◆ RECORDS SHOWN:
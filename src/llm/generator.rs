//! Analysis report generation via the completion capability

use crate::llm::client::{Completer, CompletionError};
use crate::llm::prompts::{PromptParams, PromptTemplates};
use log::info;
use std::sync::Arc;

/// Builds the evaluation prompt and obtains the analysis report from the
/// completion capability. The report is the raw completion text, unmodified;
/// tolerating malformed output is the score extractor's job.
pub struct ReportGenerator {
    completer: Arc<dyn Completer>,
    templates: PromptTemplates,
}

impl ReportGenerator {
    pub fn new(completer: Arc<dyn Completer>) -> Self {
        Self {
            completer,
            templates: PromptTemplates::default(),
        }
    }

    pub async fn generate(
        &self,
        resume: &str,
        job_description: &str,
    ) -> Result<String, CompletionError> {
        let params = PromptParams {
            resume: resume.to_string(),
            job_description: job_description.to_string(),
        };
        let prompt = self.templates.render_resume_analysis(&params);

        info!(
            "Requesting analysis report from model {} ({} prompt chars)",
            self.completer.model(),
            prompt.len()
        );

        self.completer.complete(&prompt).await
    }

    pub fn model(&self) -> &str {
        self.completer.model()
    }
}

---

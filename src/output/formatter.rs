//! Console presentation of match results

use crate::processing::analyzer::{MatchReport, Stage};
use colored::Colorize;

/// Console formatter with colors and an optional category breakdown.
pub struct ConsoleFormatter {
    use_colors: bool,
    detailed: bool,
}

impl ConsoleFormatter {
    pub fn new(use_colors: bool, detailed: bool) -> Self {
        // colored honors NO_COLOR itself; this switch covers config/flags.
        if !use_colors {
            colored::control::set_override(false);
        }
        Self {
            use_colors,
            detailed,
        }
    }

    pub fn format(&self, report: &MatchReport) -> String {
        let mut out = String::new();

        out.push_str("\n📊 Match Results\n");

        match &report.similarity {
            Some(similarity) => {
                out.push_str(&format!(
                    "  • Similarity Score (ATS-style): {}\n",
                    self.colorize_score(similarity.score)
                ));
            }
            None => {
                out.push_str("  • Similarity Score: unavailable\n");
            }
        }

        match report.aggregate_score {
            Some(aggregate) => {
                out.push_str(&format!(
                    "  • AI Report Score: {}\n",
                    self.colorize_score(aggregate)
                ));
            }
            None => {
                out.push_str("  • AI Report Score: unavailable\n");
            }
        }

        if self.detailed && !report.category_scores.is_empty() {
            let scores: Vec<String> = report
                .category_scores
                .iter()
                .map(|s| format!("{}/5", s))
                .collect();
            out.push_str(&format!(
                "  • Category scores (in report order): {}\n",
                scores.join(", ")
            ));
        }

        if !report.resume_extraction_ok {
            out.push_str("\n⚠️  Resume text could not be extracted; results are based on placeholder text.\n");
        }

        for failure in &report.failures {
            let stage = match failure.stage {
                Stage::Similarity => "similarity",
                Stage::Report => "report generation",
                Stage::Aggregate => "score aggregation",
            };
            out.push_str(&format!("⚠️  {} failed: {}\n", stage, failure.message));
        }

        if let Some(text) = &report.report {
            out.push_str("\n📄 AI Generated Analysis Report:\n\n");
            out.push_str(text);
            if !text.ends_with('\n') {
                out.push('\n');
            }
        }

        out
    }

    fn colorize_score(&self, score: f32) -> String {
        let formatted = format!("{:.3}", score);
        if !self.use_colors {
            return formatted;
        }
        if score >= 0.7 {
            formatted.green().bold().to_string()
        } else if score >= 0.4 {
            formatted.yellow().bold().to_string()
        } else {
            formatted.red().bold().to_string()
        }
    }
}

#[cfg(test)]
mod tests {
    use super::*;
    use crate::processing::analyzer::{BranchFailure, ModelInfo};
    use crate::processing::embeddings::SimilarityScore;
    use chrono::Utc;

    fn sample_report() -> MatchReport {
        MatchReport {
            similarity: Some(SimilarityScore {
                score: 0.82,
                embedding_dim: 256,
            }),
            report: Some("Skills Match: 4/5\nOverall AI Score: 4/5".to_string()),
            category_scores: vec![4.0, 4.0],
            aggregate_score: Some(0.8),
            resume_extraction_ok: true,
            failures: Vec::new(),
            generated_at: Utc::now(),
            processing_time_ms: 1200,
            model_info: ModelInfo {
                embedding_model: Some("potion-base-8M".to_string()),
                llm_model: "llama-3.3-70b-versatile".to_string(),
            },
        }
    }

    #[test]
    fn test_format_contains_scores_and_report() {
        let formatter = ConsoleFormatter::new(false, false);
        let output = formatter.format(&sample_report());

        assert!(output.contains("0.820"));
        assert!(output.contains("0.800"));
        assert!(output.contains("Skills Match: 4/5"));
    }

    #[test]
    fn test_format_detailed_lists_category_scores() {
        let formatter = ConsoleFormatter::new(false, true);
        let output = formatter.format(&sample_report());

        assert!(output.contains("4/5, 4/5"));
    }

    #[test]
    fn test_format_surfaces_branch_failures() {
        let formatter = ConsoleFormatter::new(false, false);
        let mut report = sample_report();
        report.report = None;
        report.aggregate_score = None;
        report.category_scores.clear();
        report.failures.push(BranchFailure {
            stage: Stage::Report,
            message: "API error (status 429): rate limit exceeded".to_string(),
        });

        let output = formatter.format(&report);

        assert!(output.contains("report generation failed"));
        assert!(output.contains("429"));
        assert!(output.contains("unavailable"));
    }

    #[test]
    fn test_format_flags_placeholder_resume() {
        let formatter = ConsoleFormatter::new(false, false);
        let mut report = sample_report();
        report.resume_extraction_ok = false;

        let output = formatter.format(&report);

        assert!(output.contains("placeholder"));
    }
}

◆ EXERCISE OBJECTIVE: Check every line of the entries above for the word "generation" and report how many lines contain it, giving the number only.

◆ EXERCISE OUTPUT: 3